Barrio of Puerto Rico

Machos is a barrio in the municipality of Ceiba, Puerto Rico. Its population in 2010 was 3,567.

==History==
Machos was in Spain's gazetteers until Puerto Rico was ceded by Spain in the aftermath of the Spanish–American War under the terms of the Treaty of Paris of 1898 and became an unincorporated territory of the United States.

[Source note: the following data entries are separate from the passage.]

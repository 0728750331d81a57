//! Builder API for ergonomic automaton construction.
//!
//! This module provides a fluent builder, a plain-data definition form and
//! the `automaton!` macro. All three validate the model invariants before
//! an [`Automaton`](crate::core::Automaton) exists.

pub mod automaton;
pub mod definition;
pub mod error;
pub mod macros;

pub use automaton::AutomatonBuilder;
pub use definition::{AutomatonDefinition, TransitionDefinition};
pub use error::{BuildError, ModelError};
//! Closure policies distinguishing the two simulator variants.

use serde::{Deserialize, Serialize};
use std::fmt;

/// How a simulator treats the states it lands on.
///
/// The two simulator variants run the same algorithm and differ only here.
#[derive(Clone, Copy, Debug, Default, PartialEq, Eq, Hash, Serialize, Deserialize)]
#[serde(rename_all = "snake_case")]
pub enum ClosurePolicy {
    /// Step by state: the initial frontier holds only the initial state,
    /// and every lambda hop is its own round.
    Identity,

    /// Step with closure: the initial frontier is the lambda closure of the
    /// initial state, and a literal-label step lands on every member of the
    /// target's closure. List-label steps land on the target alone.
    #[default]
    LambdaClosure,
}

impl ClosurePolicy {
    /// Whether this policy expands lambda closures.
    pub fn takes_closure(self) -> bool {
        matches!(self, ClosurePolicy::LambdaClosure)
    }
}

impl fmt::Display for ClosurePolicy {
    fn fmt(&self, f: &mut fmt::Formatter<'_>) -> fmt::Result {
        match self {
            ClosurePolicy::Identity => f.write_str("step by state"),
            ClosurePolicy::LambdaClosure => f.write_str("step with closure"),
        }
    }
}

#[cfg(test)]
mod tests {
    use super::*;

    #[test]
    fn only_lambda_closure_takes_closure() {
        assert!(!ClosurePolicy::Identity.takes_closure());
        assert!(ClosurePolicy::LambdaClosure.takes_closure());
    }

    #[test]
    fn policy_serializes_in_snake_case() {
        let json = serde_json::to_string(&ClosurePolicy::LambdaClosure).unwrap();
        assert_eq!(json, r#""lambda_closure""#);
        let back: ClosurePolicy = serde_json::from_str(r#""identity""#).unwrap();
        assert_eq!(back, ClosurePolicy::Identity);
    }
}
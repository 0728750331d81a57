//! Recorded simulation traces for stepwise playback.
//!
//! A [`Trace`] captures every frontier of one run in plain data, so a
//! visualization can replay the search without holding the automaton or
//! the live configurations.

use crate::config::SimulationConfig;
use crate::core::{FiniteAutomaton, StateId};
use crate::simulate::{Configuration, Round, Simulator, Verdict};
use chrono::{DateTime, Utc};
use serde::{Deserialize, Serialize};
use uuid::Uuid;

pub mod error;

pub use error::TraceError;

/// Version identifier for trace format
pub const TRACE_VERSION: u32 = 1;

/// One configuration as shown to a viewer.
#[derive(Clone, Debug, PartialEq, Eq, Serialize, Deserialize)]
pub struct ConfigurationSnapshot {
    pub state: StateId,
    pub state_name: String,
    pub consumed: String,
    pub remaining: String,
    /// Consumed all input in a final state.
    pub accepting: bool,
    /// States from the root configuration to this one.
    pub path: Vec<StateId>,
}

/// One frontier.
#[derive(Clone, Debug, PartialEq, Eq, Serialize, Deserialize)]
pub struct RoundSnapshot {
    pub index: usize,
    pub accepting: bool,
    pub configurations: Vec<ConfigurationSnapshot>,
}

/// Serializable record of a whole run.
///
/// # Example
///
/// ```rust
/// use fsasim::automaton;
/// use fsasim::simulate::Simulator;
/// use fsasim::trace::Trace;
///
/// let nfa = automaton! {
///     states: [q0, q1],
///     initial: q0,
///     final: [q1],
///     transitions: [q0 -> q1 : "[0..9]"],
/// }
/// .unwrap();
///
/// let trace = Trace::record(&Simulator::step_by_state(&nfa), "7");
/// assert!(trace.is_accepted());
/// assert_eq!(trace.rounds.len(), 2);
///
/// let json = trace.to_json().unwrap();
/// let restored = Trace::from_json(&json).unwrap();
/// assert_eq!(restored.id, trace.id);
/// ```
#[derive(Clone, Debug, Serialize, Deserialize)]
pub struct Trace {
    /// Trace format version
    pub version: u32,

    /// Unique trace identifier
    pub id: Uuid,

    /// When recording started
    pub started_at: DateTime<Utc>,

    /// When recording finished
    pub finished_at: DateTime<Utc>,

    /// The simulated input
    pub input: String,

    /// Settings the run used
    pub config: SimulationConfig,

    /// Every frontier, starting with the initial one
    pub rounds: Vec<RoundSnapshot>,

    pub verdict: Verdict,
}

impl Trace {
    /// Run `simulator` on `input`, recording every frontier.
    pub fn record<A>(simulator: &Simulator<'_, A>, input: &str) -> Self
    where
        A: FiniteAutomaton + ?Sized,
    {
        let started_at = Utc::now();
        let automaton = simulator.automaton();
        let mut run = simulator.start(input);
        let rounds: Vec<RoundSnapshot> = run
            .by_ref()
            .map(|round| snapshot_round(simulator, automaton, &round))
            .collect();
        let verdict = run.verdict().unwrap_or(Verdict::Rejected);

        Self {
            version: TRACE_VERSION,
            id: Uuid::new_v4(),
            started_at,
            finished_at: Utc::now(),
            input: input.to_string(),
            config: simulator.config().clone(),
            rounds,
            verdict,
        }
    }

    /// Whether the recorded run accepted.
    pub fn is_accepted(&self) -> bool {
        self.verdict == Verdict::Accepted
    }

    /// The last recorded frontier.
    pub fn final_round(&self) -> Option<&RoundSnapshot> {
        self.rounds.last()
    }

    /// Derivation paths of every accepting configuration in the final round.
    pub fn accepting_paths(&self) -> Vec<&[StateId]> {
        self.final_round()
            .map(|round| {
                round
                    .configurations
                    .iter()
                    .filter(|c| c.accepting)
                    .map(|c| c.path.as_slice())
                    .collect()
            })
            .unwrap_or_default()
    }

    /// Serialize to compact JSON.
    pub fn to_json(&self) -> Result<String, TraceError> {
        serde_json::to_string(self).map_err(|e| TraceError::SerializationFailed(e.to_string()))
    }

    /// Serialize to indented JSON.
    pub fn to_json_pretty(&self) -> Result<String, TraceError> {
        serde_json::to_string_pretty(self)
            .map_err(|e| TraceError::SerializationFailed(e.to_string()))
    }

    /// Deserialize from JSON, rejecting unknown format versions.
    pub fn from_json(json: &str) -> Result<Self, TraceError> {
        let trace: Trace = serde_json::from_str(json)
            .map_err(|e| TraceError::DeserializationFailed(e.to_string()))?;
        if trace.version != TRACE_VERSION {
            return Err(TraceError::UnsupportedVersion {
                found: trace.version,
                supported: TRACE_VERSION,
            });
        }
        Ok(trace)
    }
}

fn snapshot_round<A>(simulator: &Simulator<'_, A>, automaton: &A, round: &Round) -> RoundSnapshot
where
    A: FiniteAutomaton + ?Sized,
{
    RoundSnapshot {
        index: round.index,
        accepting: round.accepting,
        configurations: round
            .frontier
            .iter()
            .map(|config| snapshot_configuration(simulator, automaton, config))
            .collect(),
    }
}

fn snapshot_configuration<A>(
    simulator: &Simulator<'_, A>,
    automaton: &A,
    config: &Configuration,
) -> ConfigurationSnapshot
where
    A: FiniteAutomaton + ?Sized,
{
    let state = config.current_state();
    ConfigurationSnapshot {
        state,
        state_name: automaton.state_name(state).into_owned(),
        consumed: config.consumed_input().to_string(),
        remaining: config.remaining_input().to_string(),
        accepting: simulator.is_accepting(config),
        path: config.state_path(),
    }
}

#[cfg(test)]
mod tests {
    use super::*;
    use crate::automaton;
    use crate::core::Automaton;

    fn lambda_then_x() -> Automaton {
        automaton! {
            states: [start, hop, done],
            initial: start,
            final: [done],
            transitions: [start -> hop : "", hop -> done : "x"],
        }
        .unwrap()
    }

    #[test]
    fn trace_records_every_round() {
        let nfa = lambda_then_x();
        let trace = Trace::record(&Simulator::step_by_state(&nfa), "x");

        assert_eq!(trace.version, TRACE_VERSION);
        assert_eq!(trace.input, "x");
        assert!(trace.is_accepted());
        assert_eq!(trace.rounds.len(), 3);
        assert!(trace.finished_at >= trace.started_at);

        let names: Vec<Vec<&str>> = trace
            .rounds
            .iter()
            .map(|r| r.configurations.iter().map(|c| c.state_name.as_str()).collect())
            .collect();
        assert_eq!(names, vec![vec!["start"], vec!["hop"], vec!["done"]]);
    }

    #[test]
    fn closure_trace_is_shorter() {
        let nfa = lambda_then_x();
        let trace = Trace::record(&Simulator::step_with_closure(&nfa), "x");
        assert!(trace.is_accepted());
        assert_eq!(trace.rounds.len(), 2);
        assert_eq!(trace.rounds[0].configurations.len(), 2);
    }

    #[test]
    fn accepting_paths_start_at_initial_state() {
        let nfa = lambda_then_x();
        let trace = Trace::record(&Simulator::step_by_state(&nfa), "x");
        let paths = trace.accepting_paths();
        assert_eq!(paths.len(), 1);
        assert_eq!(
            paths[0],
            &[StateId::new(0), StateId::new(1), StateId::new(2)]
        );
    }

    #[test]
    fn rejected_trace_has_no_accepting_paths() {
        let nfa = lambda_then_x();
        let trace = Trace::record(&Simulator::step_by_state(&nfa), "y");
        assert!(!trace.is_accepted());
        assert_eq!(trace.verdict, Verdict::Rejected);
        assert!(trace.accepting_paths().is_empty());
    }

    #[test]
    fn snapshots_split_consumed_and_remaining() {
        let nfa = automaton! {
            states: [q0, q1, q2],
            initial: q0,
            final: [q2],
            transitions: [q0 -> q1 : "ab", q1 -> q2 : "c"],
        }
        .unwrap();
        let trace = Trace::record(&Simulator::step_by_state(&nfa), "abc");
        let middle = &trace.rounds[1].configurations[0];
        assert_eq!(middle.consumed, "ab");
        assert_eq!(middle.remaining, "c");
        assert!(!middle.accepting);
    }

    #[test]
    fn trace_roundtrips_through_json() {
        let nfa = lambda_then_x();
        let trace = Trace::record(&Simulator::step_with_closure(&nfa), "x");
        let json = trace.to_json_pretty().unwrap();
        let restored = Trace::from_json(&json).unwrap();

        assert_eq!(restored.id, trace.id);
        assert_eq!(restored.rounds, trace.rounds);
        assert_eq!(restored.verdict, trace.verdict);
        assert_eq!(restored.config, trace.config);
    }

    #[test]
    fn unsupported_version_is_rejected() {
        let nfa = lambda_then_x();
        let mut trace = Trace::record(&Simulator::step_by_state(&nfa), "x");
        trace.version = TRACE_VERSION + 1;
        let json = trace.to_json().unwrap();

        match Trace::from_json(&json) {
            Err(TraceError::UnsupportedVersion { found, supported }) => {
                assert_eq!(found, TRACE_VERSION + 1);
                assert_eq!(supported, TRACE_VERSION);
            }
            other => panic!("Expected UnsupportedVersion, got {other:?}"),
        }
    }

    #[test]
    fn malformed_json_is_a_deserialization_error() {
        assert!(matches!(
            Trace::from_json("[]"),
            Err(TraceError::DeserializationFailed(_))
        ));
    }
}
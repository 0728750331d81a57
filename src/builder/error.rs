//! Build errors for automaton construction.

use thiserror::Error;

/// A single violation of the automaton model invariants.
#[derive(Debug, Clone, Error, PartialEq, Eq)]
pub enum ModelError {
    #[error("State '{name}' is declared more than once")]
    DuplicateState { name: String },

    #[error("Initial state '{name}' is not a declared state")]
    UnknownInitialState { name: String },

    #[error("Final state '{name}' is not a declared state")]
    UnknownFinalState { name: String },

    #[error("Transition {from} -> {to} ({label:?}) references undeclared state '{state}'")]
    UnknownTransitionEndpoint {
        from: String,
        to: String,
        label: String,
        state: String,
    },
}

/// Errors that can occur when building an automaton.
#[derive(Debug, Error)]
pub enum BuildError {
    #[error("Initial state not specified. Call .initial(name) before .build()")]
    MissingInitialState,

    #[error("No states defined. Add at least one state")]
    NoStates,

    #[error("Automaton model has {} violation(s)", .violations.len())]
    InvalidModel { violations: Vec<ModelError> },

    #[error("Automaton definition is not valid JSON: {0}")]
    Json(#[from] serde_json::Error),
}
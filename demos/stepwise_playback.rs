//! Steps a simulation round by round, the way a viewer would.
//!
//! Run with `cargo run --example stepwise_playback -- <input>`.
//! Set `RUST_LOG=debug` to see the run driver's log output.

use fsasim::analysis::nondeterministic_states;
use fsasim::{automaton, FiniteAutomaton, Simulator, Trace};

fn main() -> Result<(), Box<dyn std::error::Error>> {
    env_logger::init();

    let input = std::env::args().nth(1).unwrap_or_else(|| "-0x1f".to_string());

    // Signed decimal or hexadecimal integers.
    let nfa = automaton! {
        states: [start, signed, zero, hex, dec, done],
        initial: start,
        final: [done],
        transitions: [
            start -> signed : "[+,-]",
            start -> signed : "",
            signed -> zero : "0",
            zero -> hex : "[x,X]",
            hex -> hex : "[0..9,a..f,A..F]",
            hex -> done : "",
            signed -> dec : "[0..9]",
            dec -> dec : "[0..9]",
            dec -> done : "",
        ],
    }?;

    let nondeterministic: Vec<String> = nondeterministic_states(&nfa)
        .into_iter()
        .map(|id| nfa.state_name(id).into_owned())
        .collect();
    println!("Nondeterministic states: {}", nondeterministic.join(", "));

    for simulator in [
        Simulator::step_by_state(&nfa),
        Simulator::step_with_closure(&nfa),
    ] {
        println!("\n== {} on {input:?} ==", simulator.policy());
        for round in simulator.start(&input) {
            let frontier: Vec<String> = round
                .frontier
                .iter()
                .map(|config| {
                    format!(
                        "{}:{:?}",
                        nfa.state_name(config.current_state()),
                        config.remaining_input()
                    )
                })
                .collect();
            let marker = if round.accepting { " *" } else { "" };
            println!("round {:>2}: [{}]{marker}", round.index, frontier.join(", "));
        }

        let trace = Trace::record(&simulator, &input);
        println!("verdict: {:?}", trace.verdict);
        for path in trace.accepting_paths() {
            let names: Vec<String> = path
                .iter()
                .map(|&id| nfa.state_name(id).into_owned())
                .collect();
            println!("path: {}", names.join(" -> "));
        }
    }

    Ok(())
}
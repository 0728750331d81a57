//! Core automaton model.
//!
//! This module contains the read-only model every simulation runs over:
//! - States and their dense ids
//! - Transitions and the label mini-language they carry
//! - The `FiniteAutomaton` accessor trait and the `Automaton` type
//! - Lambda-closure computation
//!
//! Nothing in this module is mutated during a simulation run.

mod automaton;
mod closure;
mod label;
mod state;
mod transition;

pub use automaton::{Automaton, FiniteAutomaton};
pub use closure::{lambda_closure, lambda_closures};
pub use label::{Element, Label, Match};
pub use state::{State, StateId};
pub use transition::Transition;
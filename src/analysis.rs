//! Static checks over an automaton's transition structure.
//!
//! A state is nondeterministic when some input prefix can be consumed from it
//! in more than one way: it has an outgoing lambda transition, or one token
//! it can consume is a prefix of another. Equal tokens on two different
//! transitions count; the same token listed twice in one label does not,
//! since a label reports each token once.

use crate::core::{Element, FiniteAutomaton, Label, StateId};
use log::debug;

/// States from which the next step is not uniquely determined by the input.
///
/// # Example
///
/// ```rust
/// use fsasim::analysis::nondeterministic_states;
/// use fsasim::automaton;
///
/// let nfa = automaton! {
///     states: [q0, q1, q2],
///     initial: q0,
///     final: [q2],
///     transitions: [q0 -> q1 : "a", q0 -> q2 : "[a..c]", q1 -> q2 : "b"],
/// }
/// .unwrap();
///
/// assert_eq!(nondeterministic_states(&nfa), vec![nfa.state_id("q0").unwrap()]);
/// ```
pub fn nondeterministic_states<A>(automaton: &A) -> Vec<StateId>
where
    A: FiniteAutomaton + ?Sized,
{
    let states: Vec<StateId> = (0..automaton.state_count())
        .map(|index| StateId::new(index as u32))
        .filter(|&state| is_nondeterministic(automaton, state))
        .collect();
    debug!(
        "{} of {} states are nondeterministic",
        states.len(),
        automaton.state_count()
    );
    states
}

/// True when no state is nondeterministic.
pub fn is_deterministic<A>(automaton: &A) -> bool
where
    A: FiniteAutomaton + ?Sized,
{
    nondeterministic_states(automaton).is_empty()
}

fn is_nondeterministic<A>(automaton: &A, state: StateId) -> bool
where
    A: FiniteAutomaton + ?Sized,
{
    let transitions = automaton.transitions_from(state);
    if transitions.iter().any(|t| t.is_lambda()) {
        return true;
    }

    let labels: Vec<Vec<Element>> = transitions
        .iter()
        .map(|t| elements(t.parsed_label()))
        .collect();

    let within = labels
        .iter()
        .any(|elements| pairs(elements).any(|(a, b)| distinct_tokens_overlap(a, b)));
    let across = labels.iter().enumerate().any(|(i, left)| {
        labels[i + 1..]
            .iter()
            .any(|right| left.iter().any(|a| right.iter().any(|b| tokens_overlap(a, b))))
    });
    within || across
}

// A literal label is treated as a single literal element; empty ranges
// accept nothing and are dropped.
fn elements(label: &Label) -> Vec<Element> {
    match label {
        Label::Literal(token) => vec![Element::Literal(token.clone())],
        Label::List(elements) => elements
            .iter()
            .filter(|e| !matches!(e, Element::Range { first, last } if first > last))
            .cloned()
            .collect(),
    }
}

fn pairs(elements: &[Element]) -> impl Iterator<Item = (&Element, &Element)> {
    elements
        .iter()
        .enumerate()
        .flat_map(move |(i, a)| elements[i + 1..].iter().map(move |b| (a, b)))
}

fn in_range(c: char, first: char, last: char) -> bool {
    (first..=last).contains(&c)
}

/// Some token of `a` is a prefix of some token of `b`, or the reverse.
fn tokens_overlap(a: &Element, b: &Element) -> bool {
    match (a, b) {
        (Element::Literal(x), Element::Literal(y)) => {
            x.starts_with(y.as_str()) || y.starts_with(x.as_str())
        }
        (Element::Literal(x), Element::Range { first, last })
        | (Element::Range { first, last }, Element::Literal(x)) => match x.chars().next() {
            Some(c) => in_range(c, *first, *last),
            None => true,
        },
        (
            Element::Range { first: f1, last: l1 },
            Element::Range { first: f2, last: l2 },
        ) => f1.max(f2) <= l1.min(l2),
    }
}

/// Like [`tokens_overlap`], ignoring pairs of identical tokens.
fn distinct_tokens_overlap(a: &Element, b: &Element) -> bool {
    match (a, b) {
        (Element::Literal(x), Element::Literal(y)) => x != y && tokens_overlap(a, b),
        (Element::Literal(x), Element::Range { first, last })
        | (Element::Range { first, last }, Element::Literal(x)) => {
            let mut chars = x.chars();
            match (chars.next(), chars.next()) {
                // A one-character literal inside the range is one of its tokens.
                (Some(_), None) => false,
                (Some(c), Some(_)) => in_range(c, *first, *last),
                (None, _) => true,
            }
        }
        // Single-character tokens are only prefixes of themselves.
        (Element::Range { .. }, Element::Range { .. }) => false,
    }
}

#[cfg(test)]
mod tests {
    use super::*;
    use crate::automaton;

    #[test]
    fn disjoint_literals_are_deterministic() {
        let nfa = automaton! {
            states: [q0, q1, q2],
            initial: q0,
            final: [q2],
            transitions: [q0 -> q1 : "a", q0 -> q2 : "b", q1 -> q2 : "[c..e]"],
        }
        .unwrap();
        assert!(is_deterministic(&nfa));
    }

    #[test]
    fn lambda_transition_is_nondeterministic() {
        let nfa = automaton! {
            states: [q0, q1],
            initial: q0,
            final: [q1],
            transitions: [q0 -> q1 : ""],
        }
        .unwrap();
        assert_eq!(nondeterministic_states(&nfa), vec![StateId::new(0)]);
    }

    #[test]
    fn equal_labels_on_two_transitions_are_nondeterministic() {
        let nfa = automaton! {
            states: [q0, q1, q2],
            initial: q0,
            final: [q2],
            transitions: [q0 -> q1 : "a", q0 -> q2 : "a"],
        }
        .unwrap();
        assert!(!is_deterministic(&nfa));
    }

    #[test]
    fn prefix_literals_are_nondeterministic() {
        let nfa = automaton! {
            states: [q0, q1, q2],
            initial: q0,
            final: [q2],
            transitions: [q0 -> q1 : "ab", q0 -> q2 : "abc"],
        }
        .unwrap();
        assert_eq!(nondeterministic_states(&nfa), vec![StateId::new(0)]);
    }

    #[test]
    fn overlapping_ranges_are_nondeterministic() {
        let nfa = automaton! {
            states: [q0, q1, q2],
            initial: q0,
            final: [q2],
            transitions: [q0 -> q1 : "[a..m]", q0 -> q2 : "[k..z]"],
        }
        .unwrap();
        assert!(!is_deterministic(&nfa));
    }

    #[test]
    fn touching_ranges_do_not_overlap() {
        let nfa = automaton! {
            states: [q0, q1, q2],
            initial: q0,
            final: [q2],
            transitions: [q0 -> q1 : "[a..m]", q0 -> q2 : "[n..z]"],
        }
        .unwrap();
        assert!(is_deterministic(&nfa));
    }

    #[test]
    fn prefix_tokens_within_one_label_are_nondeterministic() {
        let nfa = automaton! {
            states: [q0, q1],
            initial: q0,
            final: [q1],
            transitions: [q0 -> q1 : "[a,ab]"],
        }
        .unwrap();
        assert!(!is_deterministic(&nfa));
    }

    #[test]
    fn repeated_tokens_within_one_label_are_deterministic() {
        let nfa = automaton! {
            states: [q0, q1],
            initial: q0,
            final: [q1],
            transitions: [q0 -> q1 : "[a,a,b]", q1 -> q0 : "[a..c,b]"],
        }
        .unwrap();
        assert!(is_deterministic(&nfa));
    }

    #[test]
    fn empty_range_accepts_nothing() {
        let nfa = automaton! {
            states: [q0, q1, q2],
            initial: q0,
            final: [q2],
            transitions: [q0 -> q1 : "[z..a]", q0 -> q2 : "m"],
        }
        .unwrap();
        assert!(is_deterministic(&nfa));
    }

    #[test]
    fn malformed_range_is_matched_literally() {
        let nfa = automaton! {
            states: [q0, q1, q2],
            initial: q0,
            final: [q2],
            transitions: [q0 -> q1 : "[ab..c]", q0 -> q2 : "b"],
        }
        .unwrap();
        assert!(is_deterministic(&nfa));
    }

    #[test]
    fn only_offending_states_are_reported() {
        let nfa = automaton! {
            states: [q0, q1, q2],
            initial: q0,
            final: [q2],
            transitions: [q0 -> q1 : "a", q1 -> q2 : "b", q1 -> q2 : "[b,c]", q2 -> q0 : ""],
        }
        .unwrap();
        assert_eq!(
            nondeterministic_states(&nfa),
            vec![StateId::new(1), StateId::new(2)]
        );
    }
}
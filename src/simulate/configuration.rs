//! Immutable search configurations.

use crate::core::StateId;
use std::fmt;
use std::sync::Arc;

/// One partial execution: a state plus the unconsumed input.
///
/// Configurations are immutable and shared through `Arc`. Each one keeps a
/// link to the configuration it was derived from so a derivation path can
/// be displayed; the link is never used to decide acceptance.
///
/// # Example
///
/// ```rust
/// use fsasim::core::StateId;
/// use fsasim::simulate::Configuration;
///
/// let root = Configuration::initial(StateId::new(0), "abc".into());
/// let child = root.derive(StateId::new(1), 1);
///
/// assert_eq!(child.remaining_input(), "bc");
/// assert_eq!(child.total_input(), "abc");
/// assert_eq!(child.path().len(), 2);
/// ```
#[derive(Debug)]
pub struct Configuration {
    state: StateId,
    parent: Option<Arc<Configuration>>,
    input: Arc<str>,
    consumed: usize,
}

impl Configuration {
    /// A root configuration with nothing consumed.
    pub fn initial(state: StateId, input: Arc<str>) -> Arc<Self> {
        Arc::new(Self {
            state,
            parent: None,
            input,
            consumed: 0,
        })
    }

    /// A child of `self` at `state` after consuming `len` more bytes.
    ///
    /// `len` must end on a character boundary of the remaining input.
    pub fn derive(self: &Arc<Self>, state: StateId, len: usize) -> Arc<Self> {
        debug_assert!(
            self.input.is_char_boundary(self.consumed + len),
            "consuming {len} bytes from offset {} leaves the input {:?}",
            self.consumed,
            self.input
        );
        Arc::new(Self {
            state,
            parent: Some(Arc::clone(self)),
            input: Arc::clone(&self.input),
            consumed: self.consumed + len,
        })
    }

    /// The state this configuration is in.
    pub fn current_state(&self) -> StateId {
        self.state
    }

    /// The configuration this one was derived from.
    pub fn parent(&self) -> Option<&Arc<Configuration>> {
        self.parent.as_ref()
    }

    /// The whole input of the run.
    pub fn total_input(&self) -> &str {
        &self.input
    }

    /// The suffix not yet consumed.
    pub fn remaining_input(&self) -> &str {
        &self.input[self.consumed..]
    }

    /// The prefix already consumed.
    pub fn consumed_input(&self) -> &str {
        &self.input[..self.consumed]
    }

    /// Bytes of input consumed so far.
    pub fn consumed_len(&self) -> usize {
        self.consumed
    }

    /// True when all input has been consumed.
    pub fn is_exhausted(&self) -> bool {
        self.consumed == self.input.len()
    }

    /// Identity for deduplication: the state and how much input is left.
    pub fn key(&self) -> (StateId, usize) {
        (self.state, self.consumed)
    }

    /// This configuration followed by its ancestors, nearest first.
    pub fn ancestors(&self) -> Ancestors<'_> {
        Ancestors { next: Some(self) }
    }

    /// Derivation path from the root configuration to this one.
    pub fn path(&self) -> Vec<&Configuration> {
        let mut path: Vec<&Configuration> = self.ancestors().collect();
        path.reverse();
        path
    }

    /// States along the derivation path, root first.
    pub fn state_path(&self) -> Vec<StateId> {
        self.path().iter().map(|c| c.state).collect()
    }

    /// Number of steps taken from the root.
    pub fn depth(&self) -> usize {
        self.ancestors().count() - 1
    }
}

impl Drop for Configuration {
    // Unlink the parent chain iteratively; long derivations would otherwise
    // recurse once per ancestor.
    fn drop(&mut self) {
        let mut next = self.parent.take();
        while let Some(parent) = next {
            match Arc::try_unwrap(parent) {
                Ok(mut inner) => next = inner.parent.take(),
                Err(_) => break,
            }
        }
    }
}

impl fmt::Display for Configuration {
    fn fmt(&self, f: &mut fmt::Formatter<'_>) -> fmt::Result {
        write!(f, "({}, {:?})", self.state, self.remaining_input())
    }
}

/// Iterator over a configuration and its ancestors.
pub struct Ancestors<'a> {
    next: Option<&'a Configuration>,
}

impl<'a> Iterator for Ancestors<'a> {
    type Item = &'a Configuration;

    fn next(&mut self) -> Option<Self::Item> {
        let current = self.next?;
        self.next = current.parent.as_deref();
        Some(current)
    }
}
//! Stepwise run driver.
//!
//! A [`Run`] holds the frontier of one simulation and advances it one round
//! at a time, so a caller can render every intermediate frontier or stop
//! between rounds.

use crate::core::{FiniteAutomaton, StateId};
use crate::simulate::configuration::Configuration;
use crate::simulate::simulator::Simulator;
use log::debug;
use serde::{Deserialize, Serialize};
use std::collections::HashSet;
use std::sync::Arc;

/// Why a run stopped before reaching a verdict on the input.
#[derive(Clone, Debug, PartialEq, Eq, Serialize, Deserialize)]
#[serde(tag = "kind", rename_all = "snake_case")]
pub enum HaltReason {
    /// The configured round budget was used up.
    RoundLimit { limit: usize },

    /// The frontier grew beyond the configured size.
    FrontierLimit { limit: usize, size: usize },
}

/// Final state of a run.
#[derive(Clone, Debug, PartialEq, Eq, Serialize, Deserialize)]
#[serde(tag = "verdict", rename_all = "snake_case")]
pub enum Verdict {
    /// Some configuration consumed all input in a final state.
    Accepted,

    /// The frontier emptied without acceptance.
    Rejected,

    /// A budget stopped the run first.
    Halted { reason: HaltReason },
}

/// Snapshot of one round, as yielded by iterating a [`Run`].
#[derive(Clone, Debug)]
pub struct Round {
    /// Zero for the initial frontier.
    pub index: usize,
    pub frontier: Vec<Arc<Configuration>>,
    /// Whether any member of `frontier` is accepting.
    pub accepting: bool,
}

/// Result of driving a run to completion.
#[derive(Clone, Debug)]
pub struct RunOutcome {
    pub verdict: Verdict,
    /// Rounds performed after the initial frontier.
    pub rounds: usize,
    /// The first accepting configuration, if any.
    pub accepting: Option<Arc<Configuration>>,
    /// Re-derivations of an already seen `(state, consumed)` pair that were
    /// discarded.
    pub pruned: usize,
}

In 1899, the United States Department of War conducted a census of Puerto Rico finding that the population of Machos was 461.

Historical population
| Census | Pop. | Note | %± |
| 1900 | 461 |  | — |
| 1910 | 565 |  | 22.6% |
| 1920 | 733 |  | 29.7% |
| 1930 | 829 |  | 13.1% |
| 1940 | 788 |  | −4.9% |
| 1950 | 741 |  | −6.0% |
| 1960 | 1,009 |  | 36.2% |
| 1970 | 0 |  | −100.0% |
| 1980 | 2,452 |  | — |
| 1990 | 3,731 |  | 52.2% |
| 2000 | 4,186 |  | 12.2% |
| 2010 | 3,567 |  | −14.8% |
U.S. Decennial Census 1899 (shown as 1900) 1910-1930 1930-1950 1980-2000 2010

==Sectors==
Barrios (which are, in contemporary times, roughly comparable to minor civil divisions) in turn are further subdivided into smaller local populated place areas/units called sectores (sectors in English). The types of sectores may vary, from normally sector to urbanización to reparto to barriada to residencial, among others.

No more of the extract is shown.